Real estate company collapses, 500 homes affected, $10M from investors across Canada missing
CBC
Carolina Abramovich says the investment appealed to both her pocketbook and her conscience.
The Vancouver biomedical scientist is one of 120 investors who gave unsecured loans of between $50,000 and $500,000 to the Epic Alliance group of companies in Saskatoon.
"I heard about Epic Alliance with real estate investment groups, they were really everywhere," she said in an interview.
"Excellent reviews from anybody that invested with them, small or big. Real estate investment groups, podcasts, webinars — they were everywhere."
While it seemed to make financial sense, Abramovich said that she also fell hard for the company's origin story.
"The story behind the company was great. Try to help investors with their investments while providing, you know, affordable housing in Saskatoon. I liked the fact that they were women and that they were promoting trades for women."
The Epic Alliance group of companies shut down its operations at the end of January. Its investors and property partners learned of the collapse in a 16-minute Zoom call from the company's founders, Rochelle Laflamme and Alisa Thompson.
"Everything is gone. Everything is bankrupt, guys. It's all gone," Laflamme said in the Jan. 19, 2022, video.
The news of Epic's collapse went off like a bombshell in real estate and business circles across the country.
Investors wanted to know what happened to their money, homeowners across Canada wanted to know who would manage their Saskatoon rental properties and real estate professionals worried about what would happen to the hundreds of core neighbourhood homes.
According to Laflamme and Thompson, Epic Alliance controlled 504 properties in Saskatoon and North Battleford — valued at a combined $126 million — when it fell apart.

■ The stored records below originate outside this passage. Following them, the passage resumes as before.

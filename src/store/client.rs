//! Blocking HTTP client for the ClickHouse SQL interface.
//!
//! Reads are issued as `POST <endpoint>?default_format=JSONCompact` with the
//! SQL in the request body and any parameters shipped as `param_<name>` query
//! items. ClickHouse substitutes them into `{name:Type}` placeholders
//! server-side, so values are never spliced into the SQL text by this client.
//!
//! The client is a plain value constructed once at startup and passed by
//! reference to every component; there is no hidden connection singleton.

use reqwest::blocking::{Client, RequestBuilder, Response};
use serde::Deserialize;
use tracing::debug;

use crate::config::ClickhouseConfig;
use crate::error::AppError;

/// Ask ClickHouse to emit 64-bit integers as JSON numbers instead of strings.
/// Our aggregates (counts, store ids) all fit in f64 mantissa range.
const JSON_INT_SETTING: (&str, &str) = ("output_format_json_quote_64bit_integers", "0");

#[derive(Debug, Clone, Deserialize)]
pub struct ColumnMeta {
    pub name: String,
    #[serde(rename = "type")]
    pub type_name: String,
}

/// A tabular query result: ordered columns and ordered rows, exactly as the
/// store returned them. Cells are JSON values; the query layer is responsible
/// for decoding them into domain types.
#[derive(Debug, Clone, Deserialize)]
pub struct Table {
    #[serde(rename = "meta")]
    pub columns: Vec<ColumnMeta>,
    #[serde(rename = "data")]
    pub rows: Vec<Vec<serde_json::Value>>,
}

impl Table {
    pub fn is_empty(&self) -> bool {
        self.rows.is_empty()
    }

    pub fn column_index(&self, name: &str) -> Option<usize> {
        self.columns.iter().position(|c| c.name == name)
    }
}

pub struct ClickhouseClient {
    http: Client,
    endpoint: String,
    database: String,
}

impl ClickhouseClient {
    pub fn new(cfg: &ClickhouseConfig) -> Self {
        let scheme = if cfg.secure { "https" } else { "http" };
        Self {
            http: Client::new(),
            endpoint: format!("{scheme}://{}:{}/", cfg.host, cfg.port),
            database: cfg.database.clone(),
        }
    }

    pub fn database(&self) -> &str {
        &self.database
    }

    /// Execute a read-only query and decode the JSONCompact result.
    ///
    /// An empty result set is a valid zero-row [`Table`], not an error.
    pub fn query(&self, sql: &str, params: &[(String, String)]) -> Result<Table, AppError> {
        debug!(sql, ?params, "executing query");

        let mut req = self
            .request_in_database()
            .query(&[("default_format", "JSONCompact"), JSON_INT_SETTING]);
        for (name, value) in params {
            req = req.query(&[(format!("param_{name}"), value)]);
        }

        let resp = self.send_checked(req.body(sql.to_string()))?;
        resp.json::<Table>()
            .map_err(|e| AppError::Query(format!("failed to decode query result: {e}")))
    }

    /// Execute a single DDL/utility statement against the configured database.
    pub fn execute(&self, sql: &str) -> Result<(), AppError> {
        debug!(sql, "executing statement");
        self.send_checked(self.request_in_database().body(sql.to_string()))?;
        Ok(())
    }

    /// Create the configured database if it does not exist yet.
    ///
    /// This must run without the `database` query item: pointing the session
    /// at a database that does not exist yet fails every request, including
    /// the one that would create it.
    pub fn ensure_database(&self) -> Result<(), AppError> {
        let sql = format!("CREATE DATABASE IF NOT EXISTS `{}`", self.database);
        debug!(sql, "ensuring database exists");
        self.send_checked(self.http.post(&self.endpoint).body(sql))?;
        Ok(())
    }

    /// Append pre-rendered `TabSeparated` rows in one request.
    ///
    /// `insert_sql` must end in `FORMAT TabSeparated`; `body` carries the rows.
    pub fn insert_tab_separated(&self, insert_sql: &str, body: String) -> Result<(), AppError> {
        debug!(insert_sql, bytes = body.len(), "inserting batch");
        let req = self
            .request_in_database()
            .query(&[("query", insert_sql)])
            .body(body);
        self.send_checked(req)?;
        Ok(())
    }

    fn request_in_database(&self) -> RequestBuilder {
        self.http
            .post(&self.endpoint)
            .query(&[("database", self.database.as_str())])
    }

    /// Send a request, mapping transport failures to `Connection` and
    /// non-success statuses to `Query` (with the server's first error line).
    fn send_checked(&self, req: RequestBuilder) -> Result<Response, AppError> {
        let resp = req
            .send()
            .map_err(|e| AppError::Connection(format!("clickhouse request failed: {e}")))?;

        let status = resp.status();
        if !status.is_success() {
            let body = resp
                .text()
                .unwrap_or_else(|_| "<unreadable response body>".to_string());
            let detail = body.lines().next().unwrap_or("").trim().to_string();
            return Err(AppError::Query(format!(
                "clickhouse returned {status}: {detail}"
            )));
        }

        Ok(resp)
    }
}

#[cfg(test)]
mod tests {
    use super::*;

    #[test]
    fn jsoncompact_payload_decodes_into_table() {
        let payload = r#"{
            "meta": [
                {"name": "week_date", "type": "Date"},
                {"name": "weekly_sales_total", "type": "Float64"}
            ],
            "data": [
                ["2010-02-05", 24924.5],
                ["2010-02-12", 46039.49]
            ],
            "rows": 2
        }"#;
        let table: Table = serde_json::from_str(payload).unwrap();
        assert_eq!(table.columns.len(), 2);
        assert_eq!(table.columns[0].name, "week_date");
        assert_eq!(table.columns[1].type_name, "Float64");
        assert_eq!(table.rows.len(), 2);
        assert_eq!(table.column_index("weekly_sales_total"), Some(1));
        assert_eq!(table.column_index("missing"), None);
    }

    #[test]
    fn zero_row_payload_is_a_valid_empty_table() {
        let payload = r#"{"meta":[{"name":"store","type":"UInt32"}],"data":[],"rows":0}"#;
        let table: Table = serde_json::from_str(payload).unwrap();
        assert!(table.is_empty());
        assert_eq!(table.columns.len(), 1);
    }

    #[test]
    fn endpoint_respects_secure_flag() {
        let cfg = ClickhouseConfig {
            host: "ch.internal".to_string(),
            port: 8443,
            database: "retail".to_string(),
            secure: true,
        };
        let client = ClickhouseClient::new(&cfg);
        assert_eq!(client.endpoint, "https://ch.internal:8443/");
        assert_eq!(client.database(), "retail");
    }
}
use lambda_runtime::{tracing, Error, LambdaEvent};
use serde::{Deserialize, Serialize};
use serde_json::Value;
use shared::core::{OrderGenerator, OrderRepository};

#[derive(Debug, PartialEq, Serialize, Deserialize)]
#[serde(rename_all = "camelCase")]
pub(crate) struct GeneratorResponse {
    pub status_code: u16,
    pub body: String,
}

pub(crate) struct HandlerDeps<G: OrderGenerator, R: OrderRepository> {
    pub order_generator: G,
    pub order_repo: R,
}

/// The incoming event is only a trigger (usually a schedule), its content is ignored.
#[tracing::instrument(skip(deps, event))]
pub(crate) async fn function_handler<G: OrderGenerator, R: OrderRepository>(
    deps: &HandlerDeps<G, R>,
    event: LambdaEvent<Value>,
) -> Result<GeneratorResponse, Error> {
    tracing::debug!("Received event: {:?}", event.payload);

    let order = deps.order_generator.generate_order();
    let data = serde_json::to_string(&order)?;

    if let Err(e) = deps.order_repo.store_order(&order).await {
        tracing::error!("Error inserting data into DynamoDB: {}", e);
        return Ok(GeneratorResponse {
            status_code: 500,
            body: format!("Error generating or inserting data: {}", e),
        });
    }

    tracing::info!("Successfully inserted data: {}", data);
    Ok(GeneratorResponse {
        status_code: 200,
        body: format!("Successfully generated and inserted order data: {}", data),
    })
}

#[cfg(test)]
mod tests {
    use super::{function_handler, GeneratorResponse, HandlerDeps};
    use lambda_runtime::{Context, LambdaEvent};
    use mockall::predicate::eq;
    use serde_json::json;
    use shared::core::{MockOrderGenerator, MockOrderRepository, Order};

    fn laptop_order() -> Order {
        Order::new("123".to_string(), "Laptop".to_string(), 2, 499.99)
    }

    fn scheduled_event() -> LambdaEvent<serde_json::Value> {
        LambdaEvent::new(
            json!({
                "source": "aws.events",
                "detail-type": "Scheduled Event",
                "detail": {}
            }),
            Context::default(),
        )
    }

    #[tokio::test]
    async fn when_order_is_stored_should_return_200_with_order() {
        let mut mock_order_generator = MockOrderGenerator::new();
        mock_order_generator
            .expect_generate_order()
            .times(1)
            .return_const(laptop_order());
        let mut mock_order_repo = MockOrderRepository::default();
        mock_order_repo
            .expect_store_order()
            .with(eq(laptop_order()))
            .times(1)
            .returning(|_| Ok(()));
        let deps = HandlerDeps {
            order_generator: mock_order_generator,
            order_repo: mock_order_repo,
        };

        let result = function_handler(&deps, scheduled_event()).await;

        assert_eq!(
            result.unwrap(),
            GeneratorResponse {
                status_code: 200,
                body: "Successfully generated and inserted order data: {\"orderid\":\"123\",\"product_name\":\"Laptop\",\"quantity\":2,\"price\":499.99}".to_string(),
            }
        );
    }

    #[tokio::test]
    async fn when_storage_fails_should_return_500_with_cause() {
        let mut mock_order_generator = MockOrderGenerator::new();
        mock_order_generator
            .expect_generate_order()
            .times(1)
            .return_const(laptop_order());
        let mut mock_order_repo = MockOrderRepository::default();
        mock_order_repo
            .expect_store_order()
            .times(1)
            .returning(|_| Err("Error adding item: throttled".to_string()));
        let deps = HandlerDeps {
            order_generator: mock_order_generator,
            order_repo: mock_order_repo,
        };

        let result = function_handler(&deps, scheduled_event()).await;

        let response = result.unwrap();
        assert_eq!(response.status_code, 500);
        assert_eq!(
            response.body,
            "Error generating or inserting data: Error adding item: throttled"
        );
    }

    #[tokio::test]
    async fn when_event_is_empty_should_still_generate_one_order() {
        let mut mock_order_generator = MockOrderGenerator::new();
        mock_order_generator
            .expect_generate_order()
            .times(1)
            .return_const(laptop_order());
        let mut mock_order_repo = MockOrderRepository::default();
        mock_order_repo
            .expect_store_order()
            .times(1)
            .returning(|_| Ok(()));
        let deps = HandlerDeps {
            order_generator: mock_order_generator,
            order_repo: mock_order_repo,
        };

        let result =
            function_handler(&deps, LambdaEvent::new(json!({}), Context::default())).await;

        assert_eq!(result.unwrap().status_code, 200);
    }

    #[test]
    fn when_serializing_response_should_use_lambda_proxy_field_names() {
        let response = GeneratorResponse {
            status_code: 200,
            body: "ok".to_string(),
        };

        assert_eq!(
            serde_json::to_value(&response).unwrap(),
            json!({ "statusCode": 200, "body": "ok" })
        );
    }
}
use lambda_runtime::{run, service_fn, tracing, Error};
mod event_handler;
mod firehose;
mod stream_record;
mod transform;
use event_handler::function_handler;

#[tokio::main]
async fn main() -> Result<(), Error> {
    tracing::init_default_subscriber();

    run(service_fn(function_handler)).await
}
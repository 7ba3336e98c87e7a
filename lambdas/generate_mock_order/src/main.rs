use crate::config::Config;
use crate::event_handler::HandlerDeps;
use event_handler::function_handler;
use lambda_runtime::{run, service_fn, tracing, Error};
use shared::adapters::DynamoDbOrderRepository;
use shared::core::RandomOrderGenerator;

mod config;
mod event_handler;

#[tokio::main]
async fn main() -> Result<(), Error> {
    tracing::init_default_subscriber();
    let aws_config = aws_config::load_defaults(aws_config::BehaviorVersion::latest()).await;
    let dynamodb_client = aws_sdk_dynamodb::Client::new(&aws_config);
    let config = Config::load()?;

    let order_repo = DynamoDbOrderRepository::new(config.table_name, dynamodb_client);
    tracing::info!("Writing mock orders to table {}", order_repo.table_name());
    let deps = HandlerDeps {
        order_generator: RandomOrderGenerator::new(),
        order_repo,
    };

    run(service_fn(|event| function_handler(&deps, event))).await
}
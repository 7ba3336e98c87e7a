use serde::{Deserialize, Serialize};
use std::collections::HashMap;

/// Attributes stay raw until read, so an unused malformed attribute cannot fail the record.
pub type Image = HashMap<String, serde_json::Value>;

/// A DynamoDB Streams change record as it arrives inside a Firehose payload.
#[derive(Debug, Clone, Deserialize)]
pub struct ChangeEnvelope {
    #[serde(rename = "eventName")]
    pub event_name: String,
    pub dynamodb: StreamRecord,
}

#[derive(Debug, Clone, Deserialize)]
#[serde(rename_all = "PascalCase")]
pub struct StreamRecord {
    pub new_image: Option<Image>,
    pub approximate_creation_date_time: Option<f64>,
}

/// Type-tagged attribute value in DynamoDB JSON, e.g. `{"S": "Laptop"}` or `{"N": "2"}`.
#[derive(Debug, Clone, PartialEq, Deserialize, Serialize)]
pub enum AttributeValue {
    S(String),
    N(String),
    B(String),
    #[serde(rename = "BOOL")]
    Bool(bool),
    #[serde(rename = "NULL")]
    Null(bool),
    #[serde(rename = "SS")]
    Ss(Vec<String>),
    #[serde(rename = "NS")]
    Ns(Vec<String>),
    #[serde(rename = "BS")]
    Bs(Vec<String>),
    M(HashMap<String, AttributeValue>),
    L(Vec<AttributeValue>),
}

impl AttributeValue {
    pub fn from_json(value: &serde_json::Value) -> Result<Self, serde_json::Error> {
        AttributeValue::deserialize(value)
    }

    pub fn tag(&self) -> &'static str {
        match self {
            AttributeValue::S(_) => "S",
            AttributeValue::N(_) => "N",
            AttributeValue::B(_) => "B",
            AttributeValue::Bool(_) => "BOOL",
            AttributeValue::Null(_) => "NULL",
            AttributeValue::Ss(_) => "SS",
            AttributeValue::Ns(_) => "NS",
            AttributeValue::Bs(_) => "BS",
            AttributeValue::M(_) => "M",
            AttributeValue::L(_) => "L",
        }
    }

    pub fn as_s(&self) -> Result<&String, &Self> {
        match self {
            AttributeValue::S(s) => Ok(s),
            other => Err(other),
        }
    }

    pub fn as_n(&self) -> Result<&String, &Self> {
        match self {
            AttributeValue::N(n) => Ok(n),
            other => Err(other),
        }
    }
}
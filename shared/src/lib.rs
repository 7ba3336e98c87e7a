pub mod adapters;
pub mod core;
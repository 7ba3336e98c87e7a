use figment::providers::{Env, Serialized};
use figment::Figment;
use serde::{Deserialize, Serialize};

pub(crate) const DEFAULT_TABLE_NAME: &str = "OrdersRawTable";

#[derive(Debug, Serialize, Deserialize)]
pub(crate) struct Config {
    pub table_name: String,
}

impl Default for Config {
    fn default() -> Self {
        Self {
            table_name: DEFAULT_TABLE_NAME.to_string(),
        }
    }
}

impl Config {
    pub fn load() -> Result<Self, figment::Error> {
        Figment::from(Serialized::defaults(Config::default()))
            .merge(Env::raw().only(&["TABLE_NAME"]))
            .extract()
    }
}
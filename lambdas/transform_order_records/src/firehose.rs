use serde::{Deserialize, Serialize};

/// Request sent by Kinesis Data Firehose to a data transformation function.
#[derive(Debug, Clone, Default, Deserialize, Serialize)]
#[serde(rename_all = "camelCase")]
pub struct FirehoseTransformationEvent {
    pub invocation_id: Option<String>,
    pub delivery_stream_arn: Option<String>,
    pub source_kinesis_stream_arn: Option<String>,
    pub region: Option<String>,
    pub records: Vec<FirehoseInputRecord>,
}

/// `data` is kept as the raw base64 text so a failed record can be handed back untouched.
#[derive(Debug, Clone, Default, Deserialize, Serialize)]
#[serde(rename_all = "camelCase")]
pub struct FirehoseInputRecord {
    pub record_id: String,
    pub data: String,
    pub approximate_arrival_timestamp: Option<f64>,
    pub kinesis_record_metadata: Option<serde_json::Value>,
}

#[derive(Debug, Clone, Copy, PartialEq, Eq, Deserialize, Serialize)]
pub enum ProcessingResult {
    Ok,
    Dropped,
    ProcessingFailed,
}

#[derive(Debug, Clone, PartialEq, Eq, Deserialize, Serialize)]
#[serde(rename_all = "camelCase")]
pub struct FirehoseOutputRecord {
    pub record_id: String,
    pub result: ProcessingResult,
    pub data: String,
}

impl FirehoseOutputRecord {
    pub fn ok(record_id: String, data: String) -> Self {
        Self {
            record_id,
            result: ProcessingResult::Ok,
            data,
        }
    }

    /// Echoes the original payload back so it can be recovered from the failure bucket.
    pub fn failed(record: &FirehoseInputRecord) -> Self {
        Self {
            record_id: record.record_id.clone(),
            result: ProcessingResult::ProcessingFailed,
            data: record.data.clone(),
        }
    }
}

#[derive(Debug, Clone, Default, PartialEq, Eq, Deserialize, Serialize)]
pub struct FirehoseTransformationResponse {
    pub records: Vec<FirehoseOutputRecord>,
}
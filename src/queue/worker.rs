//! Worker pool
//!
//! Each worker claims one job at a time and runs a full judgment. A
//! supervisor task promotes delayed retries, recovers stalled jobs,
//! replaces silent workers, and scales the pool between MIN_WORKERS and
//! MAX_WORKERS from queue load.

use std::collections::HashMap;
use std::sync::atomic::{AtomicBool, AtomicUsize, Ordering};
use std::sync::{Arc, Mutex};
use std::time::Instant;

use sqlx::PgPool;
use tokio::task::JoinHandle;
use tokio::time::{sleep, Duration};

use crate::constants::{MAX_WORKERS, MIN_WORKERS, WORKER_HEARTBEAT_TIMEOUT_SECS};
use crate::db::repositories::{
    ContestRepository, ProblemRepository, SubmissionRepository,
};
use crate::error::{AppError, AppResult};
use crate::events::{EventMessage, EventPayload, EventSink, Room, SubmissionResultPayload};
use crate::judge::JudgingEngine;
use crate::leaderboard::LeaderboardController;
use crate::models::{Submission, SubmissionStatus};
use crate::scoring::strategy_for;

use super::metrics::QueueMetrics;
use super::queue::{JudgeQueue, QueueJob};

/// Supervisor cadence
const SUPERVISE_INTERVAL_SECS: u64 = 15;

/// Idle poll between dequeue attempts
const DEQUEUE_IDLE_MS: u64 = 500;

struct WorkerHandle {
    stop: Arc<AtomicBool>,
    handle: JoinHandle<()>,
}

struct PoolInner {
    pool: PgPool,
    queue: JudgeQueue,
    engine: JudgingEngine,
    events: Arc<dyn EventSink>,
    leaderboard: Arc<LeaderboardController>,
    metrics: Arc<QueueMetrics>,
    max_attempts: u32,
    shutdown: Arc<AtomicBool>,
    workers: Mutex<HashMap<String, WorkerHandle>>,
    next_worker: AtomicUsize,
}

/// Judge worker pool with dynamic scaling
pub struct WorkerPool {
    inner: Arc<PoolInner>,
}

impl WorkerPool {
    #[allow(clippy::too_many_arguments)]
    pub fn new(
        pool: PgPool,
        queue: JudgeQueue,
        engine: JudgingEngine,
        events: Arc<dyn EventSink>,
        leaderboard: Arc<LeaderboardController>,
        metrics: Arc<QueueMetrics>,
        max_attempts: u32,
        shutdown: Arc<AtomicBool>,
    ) -> Self {
        Self {
            inner: Arc::new(PoolInner {
                pool,
                queue,
                engine,
                events,
                leaderboard,
                metrics,
                max_attempts,
                shutdown,
                workers: Mutex::new(HashMap::new()),
                next_worker: AtomicUsize::new(1),
            }),
        }
    }

    /// Spawn the initial workers and the supervisor task
    pub fn start(&self, initial_workers: usize) -> JoinHandle<()> {
        let count = initial_workers.clamp(MIN_WORKERS, MAX_WORKERS);
        for _ in 0..count {
            Self::spawn_worker(&self.inner);
        }
        tracing::info!(workers = count, "worker pool started");

        let inner = self.inner.clone();
        tokio::spawn(async move { supervise(inner).await })
    }

    /// Current pool size
    pub fn worker_count(&self) -> usize {
        self.inner
            .workers
            .lock()
            .expect("worker pool lock poisoned")
            .len()
    }

    fn spawn_worker(inner: &Arc<PoolInner>) {
        let id = format!(
            "worker-{}",
            inner.next_worker.fetch_add(1, Ordering::SeqCst)
        );
        let stop = Arc::new(AtomicBool::new(false));

        let handle = tokio::spawn(worker_loop(inner.clone(), id.clone(), stop.clone()));

        inner
            .workers
            .lock()
            .expect("worker pool lock poisoned")
            .insert(id, WorkerHandle { stop, handle });
    }

    /// Ask the newest worker to stop after its current judgment
    fn retire_one(inner: &Arc<PoolInner>) {
        let workers = inner.workers.lock().expect("worker pool lock poisoned");
        // Newest drains first; in-flight work is never interrupted
        if let Some(name) = workers.keys().max().cloned() {
            if let Some(handle) = workers.get(&name) {
                handle.stop.store(true, Ordering::SeqCst);
                tracing::info!(worker = %name, "worker retiring");
            }
        }
    }
}

async fn worker_loop(inner: Arc<PoolInner>, id: String, stop: Arc<AtomicBool>) {
    tracing::info!(worker = %id, "judge worker started");

    while !stop.load(Ordering::SeqCst) && !inner.shutdown.load(Ordering::SeqCst) {
        inner.metrics.heartbeat(&id);

        match inner.queue.dequeue(&id).await {
            Ok(Some(job)) => {
                if let Err(e) = process_job(&inner, &id, &job).await {
                    tracing::error!(
                        worker = %id,
                        submission_id = %job.submission_id,
                        "job processing failed: {}",
                        e
                    );
                }
            }
            Ok(None) => sleep(Duration::from_millis(DEQUEUE_IDLE_MS)).await,
            Err(e) => {
                tracing::warn!(worker = %id, "dequeue failed: {}", e);
                sleep(Duration::from_secs(1)).await;
            }
        }
    }

    // Deregister so counts stay honest after a retire
    inner
        .workers
        .lock()
        .expect("worker pool lock poisoned")
        .remove(&id);
    inner.metrics.remove_worker(&id);

    tracing::info!(worker = %id, "judge worker stopped");
}

/// Process one claimed job end-to-end
async fn process_job(inner: &Arc<PoolInner>, worker: &str, job: &QueueJob) -> AppResult<()> {
    let started = Instant::now();

    let Some(submission) =
        SubmissionRepository::find_by_id(&inner.pool, &job.submission_id).await?
    else {
        tracing::warn!(submission_id = %job.submission_id, "queued submission vanished");
        inner.queue.complete(&job.submission_id).await?;
        return Ok(());
    };

    // The queue does not promise exactly-once delivery; a submission that
    // is already terminal was judged by another claim.
    if submission.status().is_some_and(|s| s.is_final()) {
        inner.queue.complete(&job.submission_id).await?;
        return Ok(());
    }

    let problem = ProblemRepository::find_by_id(&inner.pool, &submission.problem_id)
        .await?
        .ok_or_else(|| AppError::NotFound("Problem not found".to_string()))?;
    let contest = ContestRepository::find_by_id(&inner.pool, &submission.contest_id)
        .await?
        .ok_or_else(|| AppError::NotFound("Contest not found".to_string()))?;
    let test_cases = ProblemRepository::get_test_cases(&inner.pool, &problem.id).await?;

    SubmissionRepository::update_status(
        &inner.pool,
        &submission.id,
        SubmissionStatus::Compiling.as_str(),
    )
    .await?;

    let outcome = inner
        .engine
        .judge(&submission, &problem, &test_cases, contest.scoring_kind())
        .await;

    match outcome {
        Ok(result) => {
            let judge_output = result.to_judge_output();
            let updated = SubmissionRepository::finalize(
                &inner.pool,
                &submission.id,
                result.status.as_str(),
                Some(result.total_time_ms as i32),
                Some(result.max_memory_mb as i32),
                result.points_earned,
                Some(result.test_cases_passed),
                Some(result.total_test_cases),
                Some(&judge_output),
            )
            .await?;

            emit_submission_result(inner, &updated);

            // A compilation error is not an attempt; scoring never sees it
            if result.status != SubmissionStatus::CompilationError {
                let strategy = strategy_for(contest.scoring_kind());
                if let Err(e) = strategy
                    .on_submission_finalized(&inner.pool, &contest, &updated)
                    .await
                {
                    // The verdict stands; the leaderboard is recomputable
                    // from submissions on the next flush
                    tracing::error!(
                        submission_id = %submission.id,
                        "scoring failed: {}",
                        e
                    );
                }
                inner.leaderboard.mark_dirty(contest.id);
            }

            inner.queue.complete(&submission.id).await?;
            inner
                .metrics
                .record_completion(worker, started.elapsed().as_millis() as u64, false);

            tracing::info!(
                worker = %worker,
                submission_id = %submission.id,
                status = %result.status,
                passed = result.test_cases_passed,
                total = result.total_test_cases,
                took = %crate::utils::time::format_milliseconds(started.elapsed().as_millis() as i64),
                "submission judged"
            );
        }
        Err(e) => {
            inner
                .metrics
                .record_completion(worker, started.elapsed().as_millis() as u64, true);

            let retryable = e.is_transient() && job.attempt + 1 < inner.max_attempts;
            if retryable {
                let delay_ms = inner.queue.retry_later(job).await?;
                tracing::warn!(
                    submission_id = %submission.id,
                    attempt = job.attempt + 1,
                    delay_ms,
                    "judging failed, retrying: {}",
                    e
                );
            } else {
                inner.queue.dead_letter(job, &e.to_string()).await?;
                inner.metrics.record_dead_letter();
                finalize_system_error(inner, &submission, &e.to_string()).await?;
                tracing::error!(
                    submission_id = %submission.id,
                    "judging failed terminally: {}",
                    e
                );
            }
        }
    }

    Ok(())
}

/// Finalize as system_error so the submission is never silently dropped:
/// every accepted submission answers with exactly one submission_result.
async fn finalize_system_error(
    inner: &Arc<PoolInner>,
    submission: &Submission,
    error: &str,
) -> AppResult<()> {
    let detail = serde_json::json!({ "error": error });
    let updated = SubmissionRepository::finalize(
        &inner.pool,
        &submission.id,
        SubmissionStatus::SystemError.as_str(),
        None,
        None,
        None,
        None,
        None,
        Some(&detail),
    )
    .await?;

    emit_submission_result(inner, &updated);
    Ok(())
}

fn emit_submission_result(inner: &Arc<PoolInner>, submission: &Submission) {
    let full = EventMessage::new(EventPayload::SubmissionResult(
        SubmissionResultPayload::full(submission),
    ));
    inner.events.emit_many(
        &[Room::Team(submission.team_id), Room::Admins],
        full,
    );

    let public = EventMessage::new(EventPayload::SubmissionResult(
        SubmissionResultPayload::public(submission),
    ));
    inner.events.emit(Room::Contest(submission.contest_id), public);
}

/// Supervisor: retry promotion, stalled recovery, heartbeat policing and
/// load-based scaling
async fn supervise(inner: Arc<PoolInner>) {
    let mut ticker = tokio::time::interval(Duration::from_secs(SUPERVISE_INTERVAL_SECS));
    ticker.set_missed_tick_behavior(tokio::time::MissedTickBehavior::Skip);

    loop {
        ticker.tick().await;
        if inner.shutdown.load(Ordering::SeqCst) {
            break;
        }

        match inner.queue.promote_due().await {
            Ok(0) => {}
            Ok(n) => tracing::debug!(promoted = n, "delayed retries promoted"),
            Err(e) => tracing::warn!("retry promotion failed: {}", e),
        }

        match inner.queue.recover_stalled().await {
            Ok(0) => {}
            Ok(n) => tracing::warn!(recovered = n, "stalled jobs recovered"),
            Err(e) => tracing::warn!("stalled recovery failed: {}", e),
        }

        replace_silent_workers(&inner);

        if let Err(e) = rebalance(&inner).await {
            tracing::warn!("worker scaling check failed: {}", e);
        }
    }

    // Drain: workers observe the shutdown flag between jobs
    let handles: Vec<WorkerHandle> = {
        let mut workers = inner.workers.lock().expect("worker pool lock poisoned");
        workers.drain().map(|(_, handle)| handle).collect()
    };
    let results = futures::future::join_all(handles.into_iter().map(|w| w.handle)).await;
    for result in results {
        if result.is_err() {
            tracing::warn!("worker task panicked during drain");
        }
    }
    tracing::info!("worker pool drained");
}

fn replace_silent_workers(inner: &Arc<PoolInner>) {
    for name in inner.metrics.stale_workers(WORKER_HEARTBEAT_TIMEOUT_SECS) {
        tracing::warn!(worker = %name, "worker heartbeat lost; replacing");

        let removed = {
            let mut workers = inner.workers.lock().expect("worker pool lock poisoned");
            workers.remove(&name)
        };
        if let Some(worker) = removed {
            worker.handle.abort();
        }
        inner.metrics.remove_worker(&name);
        WorkerPool::spawn_worker(inner);
    }
}

async fn rebalance(inner: &Arc<PoolInner>) -> AppResult<()> {
    let waiting = inner.queue.waiting().await?;
    let active = inner.queue.active().await?;
    let current = inner
        .workers
        .lock()
        .expect("worker pool lock poisoned")
        .len();

    if waiting > (3 * current) as u64 && current < MAX_WORKERS {
        tracing::info!(waiting, workers = current, "scaling worker pool up");
        WorkerPool::spawn_worker(inner);
    } else if waiting == 0 && active < (current / 2) as u64 && current > MIN_WORKERS {
        tracing::info!(active, workers = current, "scaling worker pool down");
        WorkerPool::retire_one(inner);
    }

    Ok(())
}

The pair spoke to investors in an "E.P.I.C. Hour" video posted in early January, only weeks before the company shut down. The majority of the properties — a combined $115 million worth — are in Saskatoon, Laflamme said on the video.
Through its network of companies, Epic acted as landlord and property manager for more than 400 rental properties in Saskatoon's core neighbourhoods, including Pleasant Hill, Riversdale and Meadowgreen.
It managed these homes for out-of-province investors through its "Hassle Free Landlord Program." These investors, primarily in British Columbia and Ontario, are now suddenly long-distance landlords responsible for the properties.